Pelo resto do filme, Dominik continua espiando o vestido de Marilyn, metaforicamente e literal, enquanto tenta fazer seu filme se adequar ao seu assunto: ele usa diferentes proporções e alterna entre cor e preto e branco (Monroe fez filmes dos dois tipos); reproduz algumas das fotos mais indeléveis dela; e de vez em quando emprega alguma magia digital, como quando uma cama que ela está compartilhando com dois amantes durante uma brincadeira vigorosa se transforma em uma cachoeira, o que acontece na época em que Marilyn fez Torrentes de Paixão (1953). Em outras palavras, de novo, Dominik borra a linha entre seus filmes e sua vida.

Mas ao apagar com tanta insistência a divisão entre esses reinos, Dominik acaba reduzindo Marilyn à própria imagem – a deusa, a sexpot, a pin-up, a mercadoria – que ele também parece estar tentando (e falhando miseravelmente) criticar.

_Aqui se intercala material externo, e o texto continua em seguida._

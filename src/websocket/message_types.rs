use chrono::{DateTime, Utc};
use serde::{Deserialize, Serialize};
use serde_json::Value;
use std::fmt;
use std::str::FromStr;

use super::client::Identity;
use super::rooms;

/// Every envelope kind the hub understands.
#[derive(Debug, Clone, Copy, PartialEq, Eq, Hash, Serialize, Deserialize)]
#[serde(rename_all = "snake_case")]
pub enum EnvelopeType {
    Chat,
    TaskUpdate,
    UserStatus,
    Notification,
    Typing,
    Presence,
}

impl EnvelopeType {
    pub fn as_str(&self) -> &'static str {
        match self {
            EnvelopeType::Chat => "chat",
            EnvelopeType::TaskUpdate => "task_update",
            EnvelopeType::UserStatus => "user_status",
            EnvelopeType::Notification => "notification",
            EnvelopeType::Typing => "typing",
            EnvelopeType::Presence => "presence",
        }
    }
}

impl fmt::Display for EnvelopeType {
    fn fmt(&self, f: &mut fmt::Formatter<'_>) -> fmt::Result {
        f.write_str(self.as_str())
    }
}

impl FromStr for EnvelopeType {
    type Err = ();

    fn from_str(s: &str) -> Result<Self, Self::Err> {
        match s {
            "chat" => Ok(EnvelopeType::Chat),
            "task_update" => Ok(EnvelopeType::TaskUpdate),
            "user_status" => Ok(EnvelopeType::UserStatus),
            "notification" => Ok(EnvelopeType::Notification),
            "typing" => Ok(EnvelopeType::Typing),
            "presence" => Ok(EnvelopeType::Presence),
            _ => Err(()),
        }
    }
}

/// Message unit fanned out by the hub.
///
/// `user_id` and `timestamp` are always assigned by the server; nothing
/// read from a socket ever populates them directly.
#[derive(Debug, Clone, PartialEq, Serialize, Deserialize)]
pub struct Envelope {
    #[serde(rename = "type")]
    pub kind: EnvelopeType,
    /// Target room; `None` reaches every connected client
    #[serde(default, skip_serializing_if = "Option::is_none")]
    pub room: Option<String>,
    #[serde(default, skip_serializing_if = "String::is_empty")]
    pub user_id: String,
    #[serde(default, skip_serializing_if = "Value::is_null")]
    pub data: Value,
    pub timestamp: DateTime<Utc>,
}

impl Envelope {
    pub fn new(kind: EnvelopeType, user_id: impl Into<String>) -> Self {
        Self {
            kind,
            room: None,
            user_id: user_id.into(),
            data: Value::Null,
            timestamp: Utc::now(),
        }
    }

    pub fn with_room(mut self, room: impl Into<String>) -> Self {
        self.room = Some(room.into());
        self
    }

    pub fn with_data(mut self, data: Value) -> Self {
        self.data = data;
        self
    }

    /// Serializes to the JSON text written on the wire.
    pub fn to_frame(&self) -> Result<String, serde_json::Error> {
        serde_json::to_string(self)
    }
}

/// What a client is allowed to send.
///
/// Has no `user_id` or `timestamp` fields; serde ignores those keys when a
/// client includes them.
#[derive(Debug, Clone, Deserialize)]
pub struct InboundFrame {
    #[serde(rename = "type")]
    pub kind: String,
    #[serde(default)]
    pub room: Option<String>,
    #[serde(default)]
    pub data: Value,
}

#[derive(Debug, Clone, PartialEq, Eq)]
pub enum DiscardReason {
    /// Known type that only the server may originate
    ServerOnly(EnvelopeType),
    UnknownType(String),
}

impl DiscardReason {
    pub fn label(&self) -> &'static str {
        match self {
            DiscardReason::ServerOnly(_) => "server_only",
            DiscardReason::UnknownType(_) => "unknown_type",
        }
    }
}

#[derive(Debug, Clone, PartialEq, Eq)]
pub enum Dispatch {
    Route(EnvelopeType),
    Discard(DiscardReason),
}

impl InboundFrame {
    pub fn parse(text: &str) -> Result<Self, serde_json::Error> {
        serde_json::from_str(text)
    }

    pub fn dispatch(&self) -> Dispatch {
        let Ok(kind) = self.kind.parse::<EnvelopeType>() else {
            return Dispatch::Discard(DiscardReason::UnknownType(self.kind.clone()));
        };

        match kind {
            EnvelopeType::Chat | EnvelopeType::TaskUpdate | EnvelopeType::Typing => {
                Dispatch::Route(kind)
            }
            EnvelopeType::UserStatus | EnvelopeType::Notification | EnvelopeType::Presence => {
                Dispatch::Discard(DiscardReason::ServerOnly(kind))
            }
        }
    }

    /// Stamps sender and receipt time and resolves the target room.
    ///
    /// An absent or empty room falls back to the sender's team room. Returns
    /// `None` when there is neither, so a teamless client cannot reach
    /// everyone by omitting the room.
    pub fn into_envelope(self, kind: EnvelopeType, sender: &Identity) -> Option<Envelope> {
        let room = self
            .room
            .filter(|r| !r.is_empty())
            .or_else(|| sender.team_id.as_deref().map(rooms::team))?;

        Some(Envelope {
            kind,
            room: Some(room),
            user_id: sender.user_id.clone(),
            data: self.data,
            timestamp: Utc::now(),
        })
    }
}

Não existe Marilyn, apenas lágrimas, traumas e muito sexo. É uma visão desconcertante, especialmente quando ele nos leva para dentro de Marilyn (literalmente). 

Dominik está tão longe de Marilyn Monroe em Blonde que ele não consegue ver quem de fato ela era. É fácil descartar o filme como lixo artístico; sem dúvida é uma oportunidade perdida. A vida de Monroe foi difícil, mas havia mais do que Dominik imaginava, a prova disso está nos filmes que ela deixou para trás – Os Homens Preferem as Loiras (1953), Como Agarrar um Milionário (1953), Os Desajustados (1960) – toda a maldita filmografia. A julgar por Blonde, suas performances foram moldadas por suas agonias e de alguma forma aconteceram por acaso, pelo destino, ou porque ela é uma bomba sexual mística e mágica. Isso é grotesco, e está errado. Mas se Dominik não está interessado ou não é capaz de entender que Monroe foi de fato mais do que uma vítima da predação dos homens, é porque, neste filme, ele mesmo se enfiou nesse papel.

Blonde está disponível no serviço de streaming da Netflix.